Open spamwax opened 5 years ago
Can you please turn on keepsyms
so we can see what is going on. If you want to boot without ZFS, just use https://openzfsonosx.org/wiki/Boot_loop
1.8.2 will announce as 1.8.1.
not familiar how to do keepsyms
! do I need to build zfs from source or this is something related to macOS?
If there is a guide on how to do it, can you please link it?
I boot into safe/single user mode and use scripts provided by installer to fully remove zfs so I can boot into my Mac.
Ah sorry, run sudo nvram boot-args then add keepsyms=1 to it, like
sudo nvram boot-args="keepsyms=1".
More clearly specified https://openzfsonosx.org/wiki/Install#Initial_installation_from_source but you don't need "-v" unless you like it printing text while booting (like real hackers!) Just check what it is set to first, so you don't lose any setting you may already have (although, clean macs will have no boot-args set).
You do not need to compile, nor disable SIP. keepsyms just means it puts the function names in the panic report, rather than just the addresses like your report has now.
ok, I'll try this and report.
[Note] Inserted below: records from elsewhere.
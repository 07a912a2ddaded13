// C-series: defaults, file, env precedence as reported by `cfg`

use crate::helpers::cli_runner::CliRunner;
use crate::helpers::temp_files::TempFileManager;
use serde_json::Value;

fn cfg_json(env: &[(&str, &str)]) -> Value {
    let res = CliRunner::new().run_with_env(&["cfg"], env);
    assert_eq!(res.exit_code, 0, "stderr={}", res.stderr);
    serde_json::from_str(&res.stdout).unwrap()
}

#[test]
fn c1_cfg_shows_defaults() {
    let json = cfg_json(&[]);
    assert!(json["seed"]["value"].is_null());
    assert_eq!(json["seed"]["source"], "default");
    assert_eq!(json["log_level"]["value"], "warn");
    assert_eq!(json["log_level"]["source"], "default");
    // runner pins POKERSCHOOL_UNICODE=0
    assert_eq!(json["unicode"]["value"], false);
    assert_eq!(json["unicode"]["source"], "env");
}

#[test]
fn c2_env_overrides_file() {
    let tfm = TempFileManager::new().unwrap();
    let cfg_path = tfm
        .create_file(
            "pokerschool.toml",
            "seed = 456\nunicode = true\nlog_level = \"INFO\"\n",
        )
        .unwrap();
    let cfg_str = cfg_path.to_string_lossy().into_owned();

    let from_file = cfg_json(&[
        ("POKERSCHOOL_CONFIG", &cfg_str),
        ("POKERSCHOOL_UNICODE", ""),
    ]);
    assert_eq!(from_file["seed"]["value"], 456);
    assert_eq!(from_file["seed"]["source"], "file");
    assert_eq!(from_file["unicode"]["value"], true);
    assert_eq!(from_file["unicode"]["source"], "file");
    assert_eq!(from_file["log_level"]["value"], "info");
    assert_eq!(from_file["log_level"]["source"], "file");

    let from_env = cfg_json(&[
        ("POKERSCHOOL_CONFIG", &cfg_str),
        ("POKERSCHOOL_SEED", "123"),
        ("POKERSCHOOL_UNICODE", "off"),
        ("POKERSCHOOL_LOG", "debug"),
    ]);
    assert_eq!(from_env["seed"]["value"], 123);
    assert_eq!(from_env["seed"]["source"], "env");
    assert_eq!(from_env["unicode"]["value"], false);
    assert_eq!(from_env["log_level"]["value"], "debug");
    assert_eq!(from_env["log_level"]["source"], "env");
}

#[test]
fn c3_invalid_config_exits_two() {
    let cli = CliRunner::new();

    let res = cli.run_with_env(&["rankings"], &[("POKERSCHOOL_SEED", "abc")]);
    assert_eq!(res.exit_code, 2);
    assert!(res.stderr.contains("Error: Configuration error"), "{}", res.stderr);

    let res = cli.run_with_env(&["cfg"], &[("POKERSCHOOL_LOG", "loud")]);
    assert_eq!(res.exit_code, 2);
    assert!(res.stderr.contains("log_level"));

    let tfm = TempFileManager::new().unwrap();
    let broken = tfm.create_file("broken.toml", "seed = \"x\"\n").unwrap();
    let res = cli.run_with_env(
        &["cfg"],
        &[("POKERSCHOOL_CONFIG", broken.to_string_lossy().as_ref())],
    );
    assert_eq!(res.exit_code, 2);

    let missing = tfm.path("nope.toml");
    let res = cli.run_with_env(
        &["cfg"],
        &[("POKERSCHOOL_CONFIG", missing.to_string_lossy().as_ref())],
    );
    assert_eq!(res.exit_code, 2);
}

#[test]
fn c4_debug_log_level_writes_events_to_stderr_only() {
    let res = CliRunner::new().run_with_env(
        &["eval", "As", "Ks", "Qs", "Js", "Ts"],
        &[("POKERSCHOOL_LOG", "debug")],
    );
    assert_eq!(res.exit_code, 0);
    assert!(res.stderr.contains("hand evaluated"), "{}", res.stderr);
    assert!(!res.stdout.contains("hand evaluated"));
}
I am using Clover for multibooting, so I am guessing I can add the boot arguments in Clover's starting screen.
side question:
Since I am running a hackintosh, do you know if running sudo nvram boot-args="keepsyms=1"
will have a side effect on the system?
Ah hmm, I have no idea about hackintosh. But I think you can add keepsyms=1 to the clover boot arguments
@lundman Ok, I finally managed to get the symbols in crash reports: reboot 1 & reboot 2
Again, these happened after system successfully boots and I can log-in, but after a few second the reboot happens. At the time of these panics only 1 pool was connected.
Do you want me to try and run the system without any pool connected?
Looks like rottegift had a similar problem at one point: https://github.com/openzfsonosx/zfs/issues/521
although I do not think you are trying to remove the log device.
hmmm... given the timeline of that issue I am guessing a fix is not available yet :)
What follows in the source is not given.